On Nov 23, 8:31 am, kralin <[email protected]> wrote:
> Thanks Massimo,
> this works, but will behave erratic if multiple dbs have two table
> with the same name.
> better than nothing...
> I think I can resolve this by giving "db1.table1" and "db2.table1"
> instead of just the table name.

Yes you can do that:
Unless you use crud.settings.auth=auth (and you probably should not in
your case) there is no real convention on permission names. You set
them, You check them.
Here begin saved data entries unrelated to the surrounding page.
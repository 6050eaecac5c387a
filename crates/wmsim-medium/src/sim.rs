//! The transmit simulator and delivery engine.
//!
//! `Medium` owns everything the simulation needs: the station registry,
//! the seeded PRNG, the channel model and the delivery timer handle.
//! A submission is resolved at submission time — the whole retry walk
//! happens up front and produces one absolute expiry — so delivery is
//! nothing more than draining expired queue heads when the shared timer
//! fires.

use crate::channel::ErrorModel;
use crate::phy::{frame_duration_us, rate_for, PhyParams};
use crate::queue::{AccessCategory, Frame, QueueParams};
use crate::station::StationRegistry;
use crate::MediumError;
use rand::Rng;
use rand::SeedableRng;
use rand_chacha::ChaCha8Rng;
use serde::Serialize;
use wmsim_common::{MacAddr, MonoTime, RateSchedule, Submission, MAX_TX_RATES, TX_STAT_ACK};

/// Receive rate index reported in every Deliver event.
pub const RX_RATE_IDX: u32 = 0;

/// Receive signal reported in every Deliver event.
pub const RX_SIGNAL_DBM: i32 = -50;

/// Transmit signal reported in every TxStatus event.
pub const TX_SIGNAL_DBM: i32 = 35;

/// PRNG seed used when the configuration does not name one.
pub const DEFAULT_SEED: u64 = 0x776d;

// ============================================================================
// Collaborator Contracts
// ============================================================================

/// The single shared delivery timer.
///
/// The medium arms it to the earliest head-of-queue expiry after every
/// enqueue and every drain, and disarms it when all queues are empty.
/// Arm failures are fatal to the simulation.
pub trait DeadlineTimer {
    /// Arm to fire at an absolute monotonic instant.
    fn arm(&mut self, deadline: MonoTime) -> std::io::Result<()>;
    /// Stop the timer.
    fn disarm(&mut self) -> std::io::Result<()>;
}

/// Where delivery-time events go.
pub trait EventSink {
    /// A receive-side copy of a delivered frame.
    fn deliver(&mut self, receiver: MacAddr, payload: &[u8], rate_idx: u32, signal_dbm: i32);

    /// The final status of a submission, back to its sender.
    fn tx_status(
        &mut self,
        sender: MacAddr,
        flags: u32,
        signal_dbm: i32,
        rates: &RateSchedule,
        cookie: u64,
    );
}

// ============================================================================
// Parameters and Statistics
// ============================================================================

/// Per-run medium parameters.
#[derive(Debug, Clone, Copy)]
pub struct MediumParams {
    /// PHY timing constants.
    pub phy: PhyParams,
    /// Link SNR in dB, shared by every station pair this version.
    pub snr_db: f64,
    /// PRNG seed.
    pub seed: u64,
}

impl Default for MediumParams {
    fn default() -> Self {
        MediumParams {
            phy: PhyParams::default(),
            snr_db: 15.0,
            seed: DEFAULT_SEED,
        }
    }
}

/// Counters kept across the run and reported at shutdown.
#[derive(Debug, Clone, Copy, Default, Serialize)]
pub struct MediumStats {
    /// Submissions received from the driver.
    pub received: u64,
    /// Submissions whose simulated walk ended in an ack.
    pub acked: u64,
    /// Receive-side copies emitted.
    pub delivered: u64,
    /// Submissions dropped before queueing.
    pub dropped: u64,
}

// ============================================================================
// The Medium
// ============================================================================

/// Outcome of one retry walk.
struct WalkOutcome {
    /// Total simulated air time in microseconds.
    send_time_us: u64,
    /// `(slot, attempts_used)` when an attempt was acked.
    success: Option<(usize, i8)>,
}

/// The shared wireless medium.
pub struct Medium<T: DeadlineTimer> {
    registry: StationRegistry,
    phy: PhyParams,
    snr_db: f64,
    error_model: Box<dyn ErrorModel>,
    rng: ChaCha8Rng,
    timer: T,
    stats: MediumStats,
}

impl<T: DeadlineTimer> Medium<T> {
    /// Create a medium over a populated registry.
    pub fn new(
        params: MediumParams,
        registry: StationRegistry,
        error_model: Box<dyn ErrorModel>,
        timer: T,
    ) -> Self {
        Medium {
            registry,
            phy: params.phy,
            snr_db: params.snr_db,
            error_model,
            rng: ChaCha8Rng::seed_from_u64(params.seed),
            timer,
            stats: MediumStats::default(),
        }
    }

    /// The station registry.
    pub fn registry(&self) -> &StationRegistry {
        &self.registry
    }

    /// Run counters so far.
    pub fn stats(&self) -> MediumStats {
        self.stats
    }

    /// The delivery timer handle.
    pub fn timer(&self) -> &T {
        &self.timer
    }

    /// Frames currently queued across all stations.
    pub fn pending_frames(&self) -> usize {
        self.registry
            .iter()
            .map(|s| {
                s.queue(AccessCategory::Mgmt).len() + s.queue(AccessCategory::Data).len()
            })
            .sum()
    }

    /// Accept one submission: classify it, walk its retry schedule,
    /// append it to the sender's queue with an absolute expiry, and
    /// rearm the shared timer.
    ///
    /// Unknown senders and unreadable frames are dropped; the timer
    /// error is the only fatal outcome.
    pub fn submit(&mut self, sub: Submission, now: MonoTime) -> Result<(), MediumError> {
        self.stats.received += 1;
        match self.queue_submission(sub, now) {
            Ok(()) => Ok(()),
            Err(err) => {
                if !matches!(err, MediumError::Timer(_)) {
                    self.stats.dropped += 1;
                }
                Err(err)
            }
        }
    }

    fn queue_submission(&mut self, sub: Submission, now: MonoTime) -> Result<(), MediumError> {
        let view = wmsim_proto::FrameView::parse(&sub.payload)?;
        let ac = if view.is_mgmt() { AccessCategory::Mgmt } else { AccessCategory::Data };
        let noack = view.is_noack();
        let dest = view.dest();
        let len = sub.payload.len();

        let params = self
            .registry
            .get(sub.sender)
            .ok_or(MediumError::UnknownSender(sub.sender))?
            .queue(ac)
            .params();

        let outcome = self.walk_schedule(&sub.rates, len, noack, params);

        let mut flags = sub.flags;
        let mut rates = sub.rates;
        if let Some((slot, attempts)) = outcome.success {
            rates.commit_success(slot, attempts);
            flags |= TX_STAT_ACK;
            self.stats.acked += 1;
        }

        let expires = now.add_micros(outcome.send_time_us);
        log::debug!(
            "[{now}] {} queued for {expires}: len {len} {ac:?} ack {} air {} us rates {rates}",
            sub.sender,
            outcome.success.is_some(),
            outcome.send_time_us,
        );

        let frame = Frame {
            payload: sub.payload,
            sender: sub.sender,
            dest,
            cookie: sub.cookie,
            flags,
            acked: outcome.success.is_some(),
            rates,
            expires,
        };
        // existence was checked above; re-borrow mutably to enqueue
        let station = self
            .registry
            .get_mut(sub.sender)
            .ok_or(MediumError::UnknownSender(sub.sender))?;
        station.queue_mut(ac).push_back(frame);

        self.rearm()
    }

    /// Walk the retry schedule, accumulating simulated air time.
    ///
    /// PRNG draws happen only for attempts that are not noack
    /// short-circuited, and only after the attempt's air time and
    /// backoff were added — seeded runs reproduce exactly.
    fn walk_schedule(
        &mut self,
        rates: &RateSchedule,
        len: usize,
        noack: bool,
        params: QueueParams,
    ) -> WalkOutcome {
        let difs = self.phy.difs_us();
        let ack_time = self.phy.ack_duration_us();
        let slot_time = self.phy.slot_time_us;

        let mut send_time = 0u64;
        let mut cw = params.cw_min;
        let mut success = None;

        'walk: for i in 0..MAX_TX_RATES {
            let slot = rates.slot(i);
            // negative and out-of-range indices both end the schedule
            let Some(rate) = rate_for(slot.idx) else { break };
            let p_err = self.error_model.error_prob(self.snr_db, slot.idx as usize, len);

            for j in 0..slot.count.max(0) {
                send_time += difs + frame_duration_us(len, rate);

                // noack frames succeed on the first attempt and skip
                // backoff, ack time and the channel draw entirely
                if noack {
                    success = Some((i, j + 1));
                    break 'walk;
                }

                if j > 0 {
                    send_time += (u64::from(cw) * slot_time) / 2;
                    cw = params.cw_max.min((cw << 1) + 1);
                }

                let draw: f64 = self.rng.gen();
                if draw > p_err {
                    success = Some((i, j + 1));
                    break 'walk;
                }
                send_time += ack_time;
            }
        }

        WalkOutcome { send_time_us: send_time, success }
    }

    /// Drain every expired frame, earliest expiry first, and rearm.
    ///
    /// Ties go to the queue scanned first: management before data
    /// within a station, stations in registry order. A non-expired
    /// head shields everything behind it.
    pub fn deliver_expired(
        &mut self,
        now: MonoTime,
        sink: &mut dyn EventSink,
    ) -> Result<(), MediumError> {
        if log::log_enabled!(log::Level::Debug) {
            for station in self.registry.iter() {
                log::debug!(
                    "[{now}] station {} mgmt {} data {}",
                    station.addr(),
                    station.queue(AccessCategory::Mgmt).len(),
                    station.queue(AccessCategory::Data).len(),
                );
            }
        }

        while let Some((addr, ac)) = self.earliest_expired_head(now) {
            let frame = self
                .registry
                .get_mut(addr)
                .and_then(|station| station.queue_mut(ac).pop_front());
            match frame {
                Some(frame) => self.deliver_frame(frame, sink),
                None => break,
            }
        }

        self.rearm()
    }

    /// The earliest head-of-queue expiry across all queues, if any.
    pub fn next_deadline(&self) -> Option<MonoTime> {
        let mut min: Option<MonoTime> = None;
        for station in self.registry.iter() {
            for ac in [AccessCategory::Mgmt, AccessCategory::Data] {
                if let Some(head) = station.queue(ac).front() {
                    if min.map_or(true, |t| head.expires < t) {
                        min = Some(head.expires);
                    }
                }
            }
        }
        min
    }

    fn earliest_expired_head(&self, now: MonoTime) -> Option<(MacAddr, AccessCategory)> {
        let mut best: Option<(MonoTime, MacAddr, AccessCategory)> = None;
        for station in self.registry.iter() {
            for ac in [AccessCategory::Mgmt, AccessCategory::Data] {
                if let Some(head) = station.queue(ac).front() {
                    if head.expires <= now
                        && best.map_or(true, |(t, _, _)| head.expires < t)
                    {
                        best = Some((head.expires, station.addr(), ac));
                    }
                }
            }
        }
        best.map(|(_, addr, ac)| (addr, ac))
    }

    fn deliver_frame(&mut self, frame: Frame, sink: &mut dyn EventSink) {
        if frame.flags & TX_STAT_ACK != 0 {
            for station in self.registry.iter() {
                if station.addr() == frame.sender {
                    continue;
                }
                if frame.dest.is_multicast() || station.addr() == frame.dest {
                    log::trace!(
                        "deliver {} -> {} len {}",
                        frame.sender,
                        station.addr(),
                        frame.payload.len(),
                    );
                    sink.deliver(station.addr(), &frame.payload, RX_RATE_IDX, RX_SIGNAL_DBM);
                    self.stats.delivered += 1;
                }
            }
        }
        sink.tx_status(frame.sender, frame.flags, TX_SIGNAL_DBM, &frame.rates, frame.cookie);
    }

    fn rearm(&mut self) -> Result<(), MediumError> {
        match self.next_deadline() {
            Some(deadline) => self.timer.arm(deadline).map_err(MediumError::Timer),
            None => self.timer.disarm().map_err(MediumError::Timer),
        }
    }
}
You call them what you like to avoid conflicts.

> It looks like a simple string match is performed in the has_permittion
> method of auth.
> let me check...
>
> On 23 Nov, 14:41, mdipierro <[email protected]> wrote:
>
> > You just need to remove the validator:
>
> > db.auth_permission.table_name.requires = None
>
> > On Nov 23, 6:19 am, kralin <[email protected]> wrote:
>
> > > Hi,
> > > I've got a sistem with multiple db, some are SQLlite, some are
> > > postgresql and one in MSSQL.
> > > is there a way to use auth authorization within tables that do not
> > > belongs to the db where auth data is specified?
>
> > > in the auth_permission table, I'm only required to add a table name,
> > > but what if the table is in an other db?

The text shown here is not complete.